Mas aquela adrenalina... Ah, aquela adrenalina de coração na boca, aquele pulsar acelerado,descompassado, aquele sangue correndo nas veias e gritando: Estás vivo! Estamos vivos! Estou vivo! O prazer de respirar, não mais a brisa leve do rasteiro, o vento impulsivo da montanha, que areja a alma e despenteia os cabelos...

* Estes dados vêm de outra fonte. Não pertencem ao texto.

//! 运行时上下文
//!
//! 进程级状态（配置、HTTP 传输、命令执行器、供给锁、环境安装器、服务监管、Key 存储、关闭信号）
//! 集中在 RuntimeContext 中，由入口 init 后注入各组件，退出时 teardown。

use std::path::PathBuf;
use std::sync::Arc;
use std::time::Duration;

use tokio::sync::watch;

use crate::brain::{BrainClientSettings, BrainHealth, BrainTransport, HealthCheck, HttpTransport};
use crate::config::{load_config, reload_config, AppConfig, ProviderSection};
use crate::environment::{
    CommandRunner, Downloader, HttpDownloader, Provisioner, ProvisioningLock, SystemCommandRunner,
};
use crate::llm::{LlmClient, ModelCatalog, OpenAiClient, ProviderKind, ProviderRouter};
use crate::memory::ConversationPersistence;
use crate::secrets::{ApiKeyName, ApiKeyStore};

use super::coordinator::MessageCoordinator;
use super::orchestrator::ChatSession;
use super::shutdown::{BrainServerCleanup, ExitTasks, ShutdownManager, ShutdownReason};
use super::supervisor::BrainSupervisor;
use super::GhostError;

pub struct RuntimeContext {
    config: AppConfig,
    config_path: Option<PathBuf>,
    transport: Arc<dyn BrainTransport>,
    runner: Arc<dyn CommandRunner>,
    downloader: Arc<dyn Downloader>,
    lock: ProvisioningLock,
    provisioner: Arc<Provisioner>,
    supervisor: Arc<BrainSupervisor>,
    keys: ApiKeyStore,
    shutdown: Arc<ShutdownManager>,
}

impl RuntimeContext {
    /// 加载配置并用真实的 HTTP / 子进程实现组装上下文
    pub fn init(config_path: Option<PathBuf>) -> Result<Self, GhostError> {
        let config = load_config(config_path.clone())?;
        let downloader =
            HttpDownloader::new().map_err(|e| GhostError::HttpClient(e.to_string()))?;
        let mut ctx = Self::with_parts(
            config,
            Arc::new(HttpTransport::new()),
            Arc::new(SystemCommandRunner),
            Arc::new(downloader),
        );
        ctx.config_path = config_path;
        ctx.keys.export_to_env();
        Ok(ctx)
    }

    /// 由调用方提供传输层与执行器（测试用假实现）
    pub fn with_parts(
        config: AppConfig,
        transport: Arc<dyn BrainTransport>,
        runner: Arc<dyn CommandRunner>,
        downloader: Arc<dyn Downloader>,
    ) -> Self {
        let lock: ProvisioningLock = Arc::new(tokio::sync::Mutex::new(()));
        let keys = ApiKeyStore::in_data_dir(&config.app.data_dir());
        let (provisioner, supervisor) =
            Self::build_environment(&config, &transport, &runner, &downloader, &lock, &keys);
        Self {
            config,
            config_path: None,
            transport,
            runner,
            downloader,
            lock,
            provisioner,
            supervisor,
            keys,
            shutdown: Arc::new(ShutdownManager::new()),
        }
    }

    fn build_environment(
        config: &AppConfig,
        transport: &Arc<dyn BrainTransport>,
        runner: &Arc<dyn CommandRunner>,
        downloader: &Arc<dyn Downloader>,
        lock: &ProvisioningLock,
        keys: &ApiKeyStore,
    ) -> (Arc<Provisioner>, Arc<BrainSupervisor>) {
        let health = health_check_for(config, transport.clone());
        let provisioner = Arc::new(Provisioner::from_config(
            config,
            runner.clone(),
            downloader.clone(),
            health.clone(),
            lock.clone(),
        ));
        let supervisor = Arc::new(
            BrainSupervisor::new(
                provisioner.clone(),
                runner.clone(),
                health,
                lock.clone(),
                Duration::from_millis(config.brain.startup_grace_ms),
            )
            .with_env(keys.env_pairs()),
        );
        (provisioner, supervisor)
    }

    pub fn config(&self) -> &AppConfig {
        &self.config
    }

    pub fn provisioner(&self) -> &Arc<Provisioner> {
        &self.provisioner
    }

    pub fn supervisor(&self) -> &Arc<BrainSupervisor> {
        &self.supervisor
    }

    pub fn keys(&self) -> &ApiKeyStore {
        &self.keys
    }

    pub fn shutdown(&self) -> &Arc<ShutdownManager> {
        &self.shutdown
    }

    pub fn provisioning_lock(&self) -> &ProvisioningLock {
        &self.lock
    }

    pub fn brain_settings(&self) -> BrainClientSettings {
        BrainClientSettings::from_config(&self.config)
    }

    pub fn health_check(&self) -> HealthCheck {
        health_check_for(&self.config, self.transport.clone())
    }

    /// 未初始化的协调器；历史文件按当前会话档案命名
    pub fn new_coordinator(&self) -> MessageCoordinator {
        MessageCoordinator::new(
            self.transport.clone(),
            self.brain_settings(),
            ConversationPersistence::new(self.config.app.history_path()),
            self.config.app.max_messages,
            self.config.app.user_id.clone(),
        )
    }

    /// 为每个配置了 OpenAI 兼容端点的提供商注册客户端
    pub fn build_router(&self) -> ProviderRouter {
        let mut router = ProviderRouter::new(ModelCatalog::from_config(&self.config.providers));
        for kind in ProviderKind::ALL {
            let section = provider_section(&self.config, kind);
            let Some(ref base_url) = section.base_url else {
                continue;
            };
            let api_key = self.provider_api_key(section);
            let client: Arc<dyn LlmClient> =
                Arc::new(OpenAiClient::new(Some(base_url), api_key.as_deref()));
            router.add_client(kind, client);
            tracing::debug!(provider = %kind, base_url = %base_url, "registered provider client");
        }
        router
    }

    fn provider_api_key(&self, section: &ProviderSection) -> Option<String> {
        let var = section.api_key_env.as_deref()?;
        match ApiKeyName::from_env_var(var) {
            Some(name) => self.keys.get(name),
            None => std::env::var(var).ok().filter(|v| !v.is_empty()),
        }
    }

    /// 初始化好的对话会话（历史已载入、大脑已尝试连接）
    pub async fn chat_session(&self) -> ChatSession {
        let mut coordinator = self.new_coordinator();
        coordinator.initialize().await;
        ChatSession::new(
            coordinator,
            Arc::new(self.build_router()),
            self.config.general.model.clone(),
            self.config.general.system_prompt.clone(),
        )
    }

    /// 后台状态指示器，随上下文关闭而停止
    pub fn spawn_status_monitor(&self) -> watch::Receiver<BrainHealth> {
        crate::brain::spawn_status_monitor(
            self.health_check(),
            Duration::from_secs(self.config.brain.status_interval_secs),
            self.shutdown.child_token(),
        )
    }

    /// 重新读取配置并重建依赖配置的组件；返回新的大脑客户端设置供协调器刷新。
    /// 已启动服务的 PID 由新监管器接管。
    pub fn reload(&mut self) -> Result<BrainClientSettings, GhostError> {
        self.config = reload_config(self.config_path.clone())?;
        self.keys = ApiKeyStore::in_data_dir(&self.config.app.data_dir());
        let (provisioner, supervisor) = Self::build_environment(
            &self.config,
            &self.transport,
            &self.runner,
            &self.downloader,
            &self.lock,
            &self.keys,
        );
        supervisor.adopt(&self.supervisor);
        self.provisioner = provisioner;
        self.supervisor = supervisor;
        Ok(self.brain_settings())
    }

    /// 取消后台任务；配置要求时停止本进程启动的服务
    pub async fn teardown(self) {
        self.shutdown.shutdown(ShutdownReason::Teardown);

        let mut exit_tasks = ExitTasks::new(Duration::from_secs(5));
        if self.config.brain.stop_on_exit {
            exit_tasks.push(BrainServerCleanup::new(self.supervisor.clone()));
        }
        let failed = exit_tasks.run().await;
        tracing::info!(tasks = exit_tasks.len(), failed, "runtime context torn down");
    }
}

fn health_check_for(config: &AppConfig, transport: Arc<dyn BrainTransport>) -> HealthCheck {
    HealthCheck::new(
        transport,
        &config.brain.base_url(),
        Duration::from_secs(config.brain.health_timeout_secs),
    )
}

fn provider_section(config: &AppConfig, kind: ProviderKind) -> &ProviderSection {
    let providers = &config.providers;
    match kind {
        ProviderKind::Ollama => &providers.ollama,
        ProviderKind::RestApi => &providers.rest_api,
        ProviderKind::Anthropic => &providers.anthropic,
        ProviderKind::GoogleGemini => &providers.google_gemini,
        ProviderKind::Mistral => &providers.mistral,
        ProviderKind::OpenAi => &providers.openai,
        ProviderKind::OpenRouter => &providers.openrouter,
    }
}

#[cfg(test)]
mod tests {
    use super::*;

    use tempfile::TempDir;

    use crate::brain::client::tests::{FakeTransport, CHAT_OK};
    use crate::core::orchestrator::{ReplySource, TurnOutcome};
    use crate::environment::command::tests::{not_found, FakeRunner};

    fn context(dir: &TempDir, transport: Arc<FakeTransport>) -> RuntimeContext {
        let mut config = AppConfig::default();
        config.app.data_dir = Some(dir.path().to_path_buf());
        config.app.profile = "BMO.md".into();
        RuntimeContext::with_parts(
            config,
            transport,
            Arc::new(FakeRunner::new(not_found)),
            Arc::new(HttpDownloader::new().unwrap()),
        )
    }

    #[test]
    fn test_router_uses_configured_catalog() {
        let dir = TempDir::new().unwrap();
        let ctx = context(&dir, Arc::new(FakeTransport::new()));
        let router = ctx.build_router();
        assert_eq!(router.route("gpt-4o").unwrap().provider, ProviderKind::OpenAi);
        assert_eq!(
            router.route("claude-2.1").unwrap().provider,
            ProviderKind::Anthropic
        );
    }

    #[tokio::test]
    async fn test_chat_session_uses_profile_history_and_brain() {
        let dir = TempDir::new().unwrap();
        let transport = Arc::new(FakeTransport::new());
        transport.respond("/health", 200, "{}");
        transport.respond("/chat", 200, CHAT_OK);
        let ctx = context(&dir, transport);

        let mut chat = ctx.chat_session().await;
        let outcome = chat.submit("hello", None).await;
        assert!(matches!(
            outcome,
            TurnOutcome::Reply {
                source: ReplySource::Brain,
                ..
            }
        ));
        chat.coordinator().wait_for_mirrors().await;
        assert!(dir.path().join("data/messageHistory_BMO.json").exists());

        ctx.teardown().await;
    }

    #[tokio::test]
    async fn test_reload_keeps_tracked_server() {
        let dir = TempDir::new().unwrap();
        let config_file = dir.path().join("ghost.toml");
        std::fs::write(
            &config_file,
            format!(
                "[app]\ndata_dir = {:?}\nprofile = \"BMO.md\"\n\n[general]\nmodel = \"claude-2.1\"\n",
                dir.path().display().to_string()
            ),
        )
        .unwrap();
        std::fs::write(dir.path().join("brain.pid"), "4242").unwrap();

        let mut ctx = context(&dir, Arc::new(FakeTransport::new()));
        ctx.config_path = Some(config_file);
        assert_eq!(ctx.supervisor().pid(), Some(4242));

        // 重载期间 PID 文件丢失也不影响新监管器
        std::fs::remove_file(dir.path().join("brain.pid")).unwrap();
        let settings = ctx.reload().unwrap();
        assert_eq!(settings.model, "claude-2.1");
        assert_eq!(ctx.supervisor().pid(), Some(4242));
        assert!(dir.path().join("brain.pid").exists());
    }

    #[tokio::test]
    async fn test_status_monitor_stops_on_teardown() {
        let dir = TempDir::new().unwrap();
        let transport = Arc::new(FakeTransport::new());
        transport.respond("/health", 200, "{}");
        let ctx = context(&dir, transport);

        let mut rx = ctx.spawn_status_monitor();
        rx.changed().await.unwrap();
        assert_eq!(*rx.borrow(), BrainHealth::Healthy);

        ctx.teardown().await;
        // 监视器退出后发送端被丢弃
        while rx.changed().await.is_ok() {}
    }
}
//! Ghost - 聊天路由与大脑服务编排
//!
//! 模块划分：
//! - **brain**: 大脑服务 HTTP 客户端（健康检查、/chat、记忆检索、聊天记录嵌入）
//! - **config**: 应用配置加载（TOML + 环境变量）
//! - **core**: 消息协调、单轮对话、服务监管、关闭处理、运行时上下文
//! - **environment**: Python 运行环境探测与安装（系统 venv / Miniforge）
//! - **llm**: 提供商目录、直连路由与 OpenAI 兼容客户端
//! - **memory**: 滚动窗口与本地历史持久化
//! - **observability**: 日志
//! - **secrets**: API Key 存储

pub mod brain;
pub mod config;
pub mod core;
pub mod environment;
pub mod llm;
pub mod memory;
pub mod observability;
pub mod secrets;

pub use crate::core::{ChatSession, MessageCoordinator, RuntimeContext};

A ousadia de deixar que o outro toque sua pele, seu corpo, sua alma, seu coração. O medo do guardado, pouco a pouco revelado... A duvida do permitir-se ou não. A troca mútua de confiança, o tempo passado a dois, a força das palavras, dos silêncios, dos olhares, das inúmeras sensações.
E que sensação deliciosamente dúbia, essa de apaixonar-se e reapaixonar-se... Pelo outro, por si mesmo, pela vida em seus saltos sem rede de proteção...
Creio que ao decidir lançar-se, todos pensam: Que seja enfim... E que todas as reticências sejam lidas como suspiros... Como pontos de continuação.